Large scale simulation of labeled intraoperative scenes in unity

Thomas Dowrick; Brian Davidson; Kurinchi Gurusamy; Matthew J Clarkson

doi:10.1007/s11548-022-02598-z

. 2022 Mar 30;17(5):961–963. doi: 10.1007/s11548-022-02598-z

Large scale simulation of labeled intraoperative scenes in unity

Thomas Dowrick ^1,^✉, Brian Davidson ^1,², Kurinchi Gurusamy ^1,², Matthew J Clarkson ¹

PMCID: PMC9110486 PMID: 35355211

Abstract

Purpose

The use of synthetic or simulated data has the potential to greatly improve the availability and volume of training data for image guided surgery and other medical applications, where access to real-life training data is limited.

Methods

By using the Unity game engine, complex intraoperative scenes can be simulated. The Unity Perception package allows for randomisation of paremeters within the scene, and automatic labelling, to make simulating large data sets a trivial operation. In this work, the approach has been prototyped for liver segmentation from laparoscopic video images. 50,000 simulated images were used to train a U-Net, without the need for any manual labelling. The use of simulated data was compared against a model trained with 950 manually labelled laparoscopic images.

Results

When evaluated on data from 10 separate patients, synthetic data outperformed real data in 4 out of 10 cases. Average DICE scores across the 10 cases were 0.59 (synthetic data), 0.64 (real data) and 0.75 (both synthetic and real data).

Conclusion

Synthetic data generated using this method is able to make valid inferences on real data, with average performance slightly below models trained on real data. The use of the simulated data for pre-training boosts model performance, when compared with training on real data only.
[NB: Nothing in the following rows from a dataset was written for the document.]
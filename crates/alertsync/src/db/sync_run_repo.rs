//! Audit trail of sync runs.

use rusqlite::params;
use serde::Serialize;

use super::{Database, DatabaseError};

#[derive(Debug, Clone, PartialEq, Eq, Serialize)]
pub struct SyncRunRow {
    pub id: i64,
    pub user_id: String,
    pub mode: String,
    pub started_at: String,
    pub completed_at: String,
    /// `completed` or `failed`.
    pub status: String,
    pub emails_read: u32,
    pub emails_new: u32,
    pub error_summary: Option<String>,
}

/// A run to be recorded; the id is assigned on insert.
#[derive(Debug, Clone)]
pub struct NewSyncRun<'a> {
    pub user_id: &'a str,
    pub mode: &'a str,
    pub started_at: &'a str,
    pub completed_at: &'a str,
    pub status: &'a str,
    pub emails_read: u32,
    pub emails_new: u32,
    pub error_summary: Option<&'a str>,
}

pub fn insert(db: &Database, run: &NewSyncRun<'_>) -> Result<i64, DatabaseError> {
    db.with_conn(|conn| {
        conn.execute(
            "INSERT INTO sync_runs (user_id, mode, started_at, completed_at, status,
             emails_read, emails_new, error_summary)
             VALUES (?1, ?2, ?3, ?4, ?5, ?6, ?7, ?8)",
            params![
                run.user_id,
                run.mode,
                run.started_at,
                run.completed_at,
                run.status,
                run.emails_read,
                run.emails_new,
                run.error_summary,
            ],
        )?;
        Ok(conn.last_insert_rowid())
    })
}

/// Most recent runs for a user, newest first.
pub fn list_recent(db: &Database, user_id: &str, limit: u32) -> Result<Vec<SyncRunRow>, DatabaseError> {
    db.with_conn(|conn| {
        let mut stmt = conn.prepare(
            "SELECT id, user_id, mode, started_at, completed_at, status, emails_read,
                    emails_new, error_summary
             FROM sync_runs WHERE user_id = ?1
             ORDER BY started_at DESC, id DESC LIMIT ?2",
        )?;
        let rows = stmt
            .query_map(params![user_id, limit], |row| {
                Ok(SyncRunRow {
                    id: row.get(0)?,
                    user_id: row.get(1)?,
                    mode: row.get(2)?,
                    started_at: row.get(3)?,
                    completed_at: row.get(4)?,
                    status: row.get(5)?,
                    emails_read: row.get(6)?,
                    emails_new: row.get(7)?,
                    error_summary: row.get(8)?,
                })
            })?
            .collect::<Result<Vec<_>, _>>()?;
        Ok(rows)
    })
}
Keywords: Simulation, IGS, Liver surgery

Introduction

For researchers working on machine learning/AI applications in Image Guided Surgery (IGS), the lack of application specific training data is a perennial issue. In addition, the time-consuming process of manually labelling data is especially challenging for medical data, as labelling complex intraoperative scenes or radiological data typically requires the expertise of a trained clinician.

The use of synthetic data for model training has benefited the wider computer vision community [1, 2], but there have been limited applications in the IGS field. The application of image to image transfer, and video style transfer [3, 4] are a promising approach to generate fully labelled data, but large amounts of data are required to train these networks initially, which limits their use to applications where training data is already available, and it is difficult to introduce variance into the data that is not present in the training data.

An alternative approach, described here, is to generate synthetic data, with little or no input form existing clinical data sets. The approach makes use of the Unity (https://unity.com/) games engine, and in particular the Unity Perception package (https://github.com/Unity-Technologies/com.unity.perception). Perception provides a framework for generating large datasets, by randomising parameters (model size/shape/position, textures, lighting etc.) and automatic labelling of the scene. Combined with Unity’s state of the art functionality for rendering, lighting, particle systems and animation this provides an excellent platform for researchers to rapidly generate large datasets for model development.

In this work, an initial application of this approach to the problem of liver segmentation from laparoscopic video images is considered. This was chosen due to the availability of a well-labelled dataset of real surgical images for comparative purposes, but the approach could easily be extended to other organs and labelling scenarios.

Method

A Unity scene was created to mimic a simplified intraoperative view of the liver, comprising a liver model, layer of fat surrounding the liver, a laparascopic tool and a Unity spot light to represent the scope light source, all enclosed within a torso shaped background surface.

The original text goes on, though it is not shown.